Already on GitHub? Sign in to your account

Tail Call bug in RyuJIT - Incorrect parameters passed #4391

Closed
NickCraver opened this issue Jul 27, 2015 · 63 comments
Closed

Tail Call bug in RyuJIT - Incorrect parameters passed #4391

NickCraver opened this issue Jul 27, 2015 · 63 comments
Assignees
Labels
area-CodeGen-coreclr CLR JIT compiler in src/coreclr/src/jit and related components such as SuperPMI optimization

Comments

@NickCraver
Copy link
Member

The following critical bug is known and fixed internally (not released) by Microsoft (per private discussions while security was evaluated). In this bug "we" refers to Marc Gravell (@mgravell) and I who tracked down the issue on the Stack Overflow side on the fence. I am posting it here for public visibility and to help users hitting the same issue. I have also created a blog post addressing discovery and severity here: Why you should wait on upgrading to .Net 4.6.

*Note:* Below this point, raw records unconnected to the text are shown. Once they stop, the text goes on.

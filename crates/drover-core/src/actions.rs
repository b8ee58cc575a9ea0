//! Action dispatch.

use crate::traits::{Action, ActionExecutor};
use crate::types::{ActionOutput, ActionSpec};
use anyhow::Result;
use async_trait::async_trait;
use tracing::{Instrument, debug, info_span};

/// Routes action requests to registered [`Action`] handlers by name.
///
/// A request for an unregistered name is not an infrastructure failure:
/// it comes back as an error output so the decision step can see it and
/// correct course.
#[allow(missing_debug_implementations)]
pub struct ActionRouter {
    actions: Vec<Box<dyn Action>>,
}

impl ActionRouter {
    pub fn new(actions: Vec<Box<dyn Action>>) -> Self {
        Self { actions }
    }
}

impl Default for ActionRouter {
    fn default() -> Self {
        Self::new(Vec::new())
    }
}

#[async_trait]
impl ActionExecutor for ActionRouter {
    async fn invoke(&self, name: &str, arguments: serde_json::Value) -> Result<ActionOutput> {
        let span = info_span!("action_invoke", action = %name);
        async {
            debug!(arguments = %arguments, "action arguments");
            for action in &self.actions {
                if action.definition().name == name {
                    return action.execute(arguments).await;
                }
            }
            Ok(ActionOutput::error(format!("unknown action: {name}")))
        }
        .instrument(span)
        .await
    }

    fn catalog(&self) -> Vec<ActionSpec> {
        self.actions.iter().map(|a| a.definition()).collect()
    }
}

#[cfg(test)]
mod tests {
    use super::*;
    use crate::fakes::FakeAction;

    #[tokio::test]
    async fn router_dispatches_by_name() {
        let router = ActionRouter::new(vec![
            Box::new(FakeAction::new("start_instance", "started")),
            Box::new(FakeAction::new("stop_instance", "stopped")),
        ]);

        let output = router
            .invoke("stop_instance", serde_json::json!({"instance_id": "i-1"}))
            .await
            .unwrap();
        assert!(!output.is_error);
        assert_eq!(output.content, "stopped");
    }

    #[tokio::test]
    async fn router_reports_unknown_action_as_error_output() {
        let router = ActionRouter::default();
        let output = router
            .invoke("missing", serde_json::json!({}))
            .await
            .unwrap();

        assert!(output.is_error);
        assert_eq!(output.content, "unknown action: missing");
    }

    #[test]
    fn catalog_lists_registered_definitions() {
        let router = ActionRouter::new(vec![
            Box::new(FakeAction::new("list_instances", "[]")),
            Box::new(FakeAction::new("billing_summary", "{}")),
        ]);

        let names: Vec<_> = router.catalog().into_iter().map(|spec| spec.name).collect();
        assert_eq!(names, vec!["list_instances", "billing_summary"]);
    }
}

There is an issue in the .Net 4.6 RTM RyuJIT implementation that incorrectly hooks up parameters during some tail call optimizations. The net result of this is that tail call methods can get the wrong parameters passed. Here's our code exhibiting the issue:

void Set<T>(string key, T val, int? durationSecs, bool sliding, bool broadcastRemoveFromCache = false)
{
    SetWithPriority<T>(key, val, durationSecs, sliding, CacheItemPriority.Default);
}

void SetWithPriority<T>(string key, T val, int? durationSecs, bool isSliding, CacheItemPriority priority)
{
    key = KeyInContext(key);

    RawSet(key, val, durationSecs, isSliding, priority);
}

void RawSet(string cacheKey, object val, int? durationSecs, bool isSliding, CacheItemPriority priority)
{
    var absolute = !isSliding && durationSecs.HasValue 
                   ? DateTime.UtcNow.AddSeconds(durationSecs.Value) 
                   : Cache.NoAbsoluteExpiration;
    var sliding = isSliding && durationSecs.HasValue 
                  ? TimeSpan.FromSeconds(durationSecs.Value) 
                  : Cache.NoSlidingExpiration;

    HttpRuntime.Cache.Insert(cacheKey, val, null, absolute, sliding, priority, null);
}

The RawSet() is the last in the chain, and only when optimizations are enabled, is incorrectly optimized. If for example we call Set<T> with a durationSecs of 3600, we would expect that value to go all the way down the method chain. This doesn't happen. Instead, the value passed to the tail method (RawSet) is seemingly random (our assumption is it pulls some other value from the stack). For example, it may be 30, or 57, or null.

The net result for us is that items are getting cached for drastically shorter durations, or not at all (null often gets passed). On Stack Overflow this causes unpredictable local HTTP cache usage and more hits and heavier load to anything populating it. This is a production blocker on deployment for us, and (we believe) should be for anyone else.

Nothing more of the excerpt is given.